I'll back up up my saves too.
RogueOpportunist
05-24-2011, 07:56 PM
Kind of depends on the game, I know that I've wiped/restored my gaming machine quite a few times, each time restoring my game data from backups stored on another drive, I basically just had to reinstall the games from scratch first (to make all the registry entries and what-not), then stop the patching/updating, copy the backup directories over the new directories and then in "most" cases the games would run perfectly fine, in a few examples (like the latest WoW builds) you sometimes have to fiddle around with it to figure out how to get it to recognize the old files instead of trying to update over top of them but it's still "doable".
Either way, depending on location you may need to reinstall the game for it to remake the registry entries, be careful you don't tell the game to install to your already existing directory though, some games will delete what is there when they install themselves, if you wanted to install it to say D:\Games\Game make sure that the Game directory doesn't already exist, let it do its basic install then copy your old game directory over the existing one... That's the safest way to go about it, if you launch some games from the directory hoping they will just "run" they might detect the directory change as game corruption and it may delete your game directory in an effort to "restore" it so be careful.
Clone the OS drive to another one.
I find Ubuntu the best for HDD cloning, personally.
Not sure how? Youtube it.
RogueOpportunist
05-24-2011, 08:11 PM
I would be wary of cloning a failing drive, you might end up cloning corrupt data that you may not encounter for months but when you finally do encounter it you might start thinking your new hard drive is failing, meanwhile windows has just run into some corrupt data and in response started corrupting even more data.(it does that)
TheGreatSatan
05-24-2011, 10:38 PM
Plus, I'm going to be using an SSD this time and don't want to clone a mechanical drive to one. I hear that they don't do so well like that. My games are Fallout 3, F3 New Vegas and Oblivion. I'm hoping since New Vegas is on Steam I'll just have to reload the mods I've installed for that. This time I'll be using at least a 120GB SSD and installing them there which then they'll load faster.
I really don't want to replay all the quests, but at least it'll be easier.
Think positive, think positive....
diluzio91
05-24-2011, 10:52 PM
move all your user folders to your other drive, then your save data will automatically be there when you point them there in the new OS.
(to do this if you dont know how)
select folder, example, my docs from the win 7 user folder.
Right click, properties, location tab
click move
create a new folder in the desired location.

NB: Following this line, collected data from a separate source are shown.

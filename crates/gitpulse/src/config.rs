//! Configuration file support for gitpulse.
//!
//! Reads the user file `<config dir>/gitpulse/config.toml`, then overlays
//! `gitpulse.toml` from the repository directory. The repository file is
//! not allowed to choose the git executable.

use anyhow::{bail, Context, Result};
use gitpulse_git::RepoOptions;
use gitpulse_logging::LogFormat;
use serde::Deserialize;
use std::path::{Path, PathBuf};
use std::time::Duration;

/// Settings loaded from a config file; every field is optional
#[derive(Debug, Deserialize, Default)]
#[serde(deny_unknown_fields)]
pub struct Config {
    /// git executable to run; user config only
    pub git_binary: Option<PathBuf>,
    /// Deadline for each command, e.g. "30s"
    #[serde(default, with = "humantime_serde")]
    pub timeout: Option<Duration>,
    /// Time a cancelled git process gets before it is killed
    #[serde(default, with = "humantime_serde")]
    pub grace_period: Option<Duration>,
    /// Count merge commits
    pub include_merges: Option<bool>,
    pub log_level: Option<String>,
    pub log_format: Option<LogFormat>,
}

/// The per-repository config file name
pub const CONFIG_FILE_NAME: &str = "gitpulse.toml";

impl Config {
    /// Load the user config, then overlay the repository config.
    ///
    /// A missing file contributes nothing. A file that exists but fails to
    /// parse is a hard error, as is a repository file setting `git_binary`.
    pub fn load(repo_dir: &Path) -> Result<Self> {
        Self::load_layered(repo_dir, user_config_path().as_deref())
    }

    fn load_layered(repo_dir: &Path, user_path: Option<&Path>) -> Result<Self> {
        let user = match user_path {
            Some(path) if path.exists() => Self::load_file(path)?,
            _ => Self::default(),
        };

        let repo_path = repo_dir.join(CONFIG_FILE_NAME);
        if !repo_path.exists() {
            return Ok(user);
        }
        let repo = Self::load_file(&repo_path)?;
        if repo.git_binary.is_some() {
            bail!(
                "{}: git_binary may only be set in the user config file",
                repo_path.display()
            );
        }
        Ok(user.overlay(repo))
    }

    pub fn load_file(path: &Path) -> Result<Self> {
        let content = std::fs::read_to_string(path)
            .with_context(|| format!("Failed to read {}", path.display()))?;

        toml::from_str(&content).with_context(|| format!("Failed to parse {}", path.display()))
    }

    /// Fields set in `other` win
    fn overlay(self, other: Self) -> Self {
        Self {
            git_binary: other.git_binary.or(self.git_binary),
            timeout: other.timeout.or(self.timeout),
            grace_period: other.grace_period.or(self.grace_period),
            include_merges: other.include_merges.or(self.include_merges),
            log_level: other.log_level.or(self.log_level),
            log_format: other.log_format.or(self.log_format),
        }
    }

    pub fn repo_options(&self) -> RepoOptions {
        let defaults = RepoOptions::default();
        RepoOptions {
            git_binary: self.git_binary.clone().unwrap_or(defaults.git_binary),
            grace_period: self.grace_period.unwrap_or(defaults.grace_period),
            include_merges: self.include_merges.unwrap_or(defaults.include_merges),
        }
    }
}

fn user_config_path() -> Option<PathBuf> {
    dirs::config_dir().map(|dir| dir.join("gitpulse").join("config.toml"))
}
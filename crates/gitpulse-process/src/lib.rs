//! # gitpulse-process
//!
//! Subprocess plumbing for gitpulse.
//!
//! A [`ProcessRunner`] starts one process per call, hands its stdout to an
//! [`OutputConsumer`] while the process is still writing, and reports a
//! [`ProcessOutcome`]: success, failure with captured stderr, or killed.
//!
//! Cancellation comes from an [`ExecContext`]. When it fires the runner closes
//! the pipe, waits a grace period, then kills the child. Kills the runner did
//! not cause are recognised through [`was_killed`].

mod context;
mod output;
mod spawner;
mod termination;
mod traits;

pub use context::{CancelHandle, ExecContext};
pub use output::{KillReason, ProcessOutcome};
pub use spawner::ProcessRunner;
pub use termination::{is_killed_text, was_killed, KILLED_STATUS_TEXT};
pub use traits::{
    BoxError, CollectOutput, CommandSpec, ConsumeFlow, DiscardOutput, OutputConsumer,
    ProcessError,
};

Then when you install the new OS repeat the same steps, just select the folder on your 2nd drive as your location
For steam? if it isnt already installed on the 2nd drive, then its a little stickier. Just copy the steam apps and userdata folders to a safe spot, reinstall steam, dont start, drop in the contents of those folders to the correct place, viola, no downloading or anything.
Ehow.
File copy, still? Instead of cloning?
diluzio91
05-25-2011, 03:27 PM
well, he did say he was going from mechanical to an ssd. so copying is probably a better solution, as with a mechanical drive cloned to an ssd you wouldn't have (the acronym eludes me) the garbage collection within windows 7.
TheGreatSatan
05-26-2011, 10:49 PM
But cloning from a mechanical to an SSD will work fine right?
diluzio91
05-27-2011, 01:35 AM
It would... you just lose trim, which may or may not auto config. My advice is to wait ane see if your ssd slows down... if it does.... nuke and pave.